Specifically, a "navigator" who has been appointed by Wool Impact to connect individuals and businesses with the expertise and support to bring innovative wool ideas to life.
That role has gone to Anna Crosbie, who works in sector development and innovation across the primary industries, and in regional economic development, and who acknowledges she is "very eyes wide open" when it comes to the challenges surrounding the beleaguered strong-wool sector.
But she is also passionate about the fibre and excited about the opportunity for strong wool to be used "for different things and be a solution for different things".
Established in 2022, Wool Impact is a collaboration between the government and sheep sector partners under the Sustainable Food and Fibre Futures fund to grow export revenues for wool. Its formation was based on the 2021 recommendations of the Strong Wool Action Group.
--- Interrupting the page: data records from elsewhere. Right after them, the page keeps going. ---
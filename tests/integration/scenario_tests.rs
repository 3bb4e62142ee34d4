//! End-to-end walk through a full arm → escalate → lockdown → disarm cycle.

use panicguard::app::events::{AppEvent, TransitionCause};
use panicguard::fsm::context::LockCause;
use panicguard::fsm::{PanicPhase, StateId};

use crate::mock_hw::Rig;

#[test]
fn arm_escalate_lockdown_disarm() {
    let mut rig = Rig::new();
    assert_eq!(rig.app.state(), StateId::Off);
    assert_eq!(rig.sink.events.first(), Some(&AppEvent::Started(StateId::Off)));

    // Arm.
    rig.send(b'm');
    assert_eq!(rig.take_tx(), b"M");
    assert_eq!(rig.app.state(), StateId::Monitor);

    // No re-arm: escalates past 5 units, unlocked.
    rig.wait_units(6);
    assert_eq!(rig.app.state(), StateId::Panic);
    assert!(!rig.app.panic_locked());
    rig.wait_units(1);
    assert_eq!(rig.hw.levels(), (true, true, false));

    // Alarm runs out after 20 units in Panic.
    rig.wait_units(19);
    assert_eq!(rig.app.panic_phase(), Some(PanicPhase::Lockdown));
    assert_eq!(rig.hw.levels(), (true, false, true));
    assert_eq!(rig.take_tx(), b"P");
    assert!(rig.app.panic_locked());

    // Locked: monitor is refused.
    rig.send(b'm');
    assert_eq!(rig.app.state(), StateId::Panic);
    assert_eq!(rig.take_tx(), b"P");

    // Disarm.
    rig.send(b'o');
    assert_eq!(rig.app.state(), StateId::Off);
    assert!(!rig.app.panic_locked());
    assert_eq!(rig.take_tx(), b"O");
    assert_eq!(rig.hw.levels(), (false, false, false));
}

#[test]
fn event_log_for_a_button_panic() {
    let mut rig = Rig::new();
    rig.send(b'm');
    rig.hw.pressed = true;
    rig.tick();
    rig.hw.pressed = false;
    rig.send(b'o');

    assert_eq!(
        rig.sink.events,
        vec![
            AppEvent::Started(StateId::Off),
            AppEvent::StateChanged {
                from: StateId::Off,
                to: StateId::Monitor,
                cause: TransitionCause::Command,
            },
            AppEvent::CommandAccepted(panicguard::app::commands::Command::Monitor),
            AppEvent::PanicLocked(LockCause::Button),
            AppEvent::StateChanged {
                from: StateId::Monitor,
                to: StateId::Panic,
                cause: TransitionCause::Button,
            },
            AppEvent::StateChanged {
                from: StateId::Panic,
                to: StateId::Off,
                cause: TransitionCause::Command,
            },
            AppEvent::PanicUnlocked,
            AppEvent::CommandAccepted(panicguard::app::commands::Command::Off),
        ]
    );
}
Chief executive Andy Caughey said there were people and businesses with great ideas for the use of strong wool in new products and innovations but it was challenging for them to find the right expertise and support to turn those woolly ideas into reality.
"Innovation with strong wool is needed to increase demand and value for our strong-wool growers and value chain. There is no shortage of innovators and entrepreneurs with passion and ideas for wool, but they are not well supported.
"There is also a range of world-class strong wool expertise and manufacturing capability in New Zealand that is not well known. Add to that the range of public and private support for innovation and there should be a thriving innovation ecosystem out there," Mr Caughey said.
The Ministry for Primary Industries’s Situation and Outlook report released last month said lower export revenues attributable to India, Italy and the UK drove an 8% decline in total revenues for wool in the year to June 30, 2023, following an 11% increase in 2021-22.
China remained the biggest market for New Zealand wool, accounting for almost 40% of export receipts.
In 2022-23 export prices lifted 2%, while volumes fell 10% from their levels a year ago. In 2023-24, a weak global economic outlook was likely to lead to lower prices with wool revenues forecast to soften by 2%.
Ms Crosbie, who grew up in rural North Canterbury and now lives in the Tasman district, brought "a wealth of experience" working on sector development and innovation across the primary industries, Mr Caughey said.
She helped business and organisations to develop ideas into investable propositions and to nurture innovation through the pre-revenue stages of product development. Her knowledge spanned industry, government, iwi, consumer and community perspectives.
She had worked across a range of funding systems, including New Zealand government funds, European Union and United Nations funds, and international philanthropic funds.
Prior to establishing her own business, Lodestone, her experience comprised diverse roles including 15 years in the United Kingdom. She has a master’s degree in urban design from Oxford Brookes University.
She was passionate about both the fibre itself and also about not losing the supply chain of wool, Ms Crosbie said. For those in her generation — she is in her mid-50s — wool was such an integral part of who they were, and also of rural communities.
Those who had grown up with wool knew about its credentials but there was also a re-acknowledgement happening globally around the natural attributes of wool, and that was something that excited her, she said.
In terms of securing the supply chain, that was going to happen one farm at a time. She was under no illusion that transformation was going to be easy, and not take some time. She was looking forward to seeing what ideas came through in the next six months.
Often people just needed to know where to start and the navigator position was also about trying to lessen the duplication of people "jumping over the same hurdles".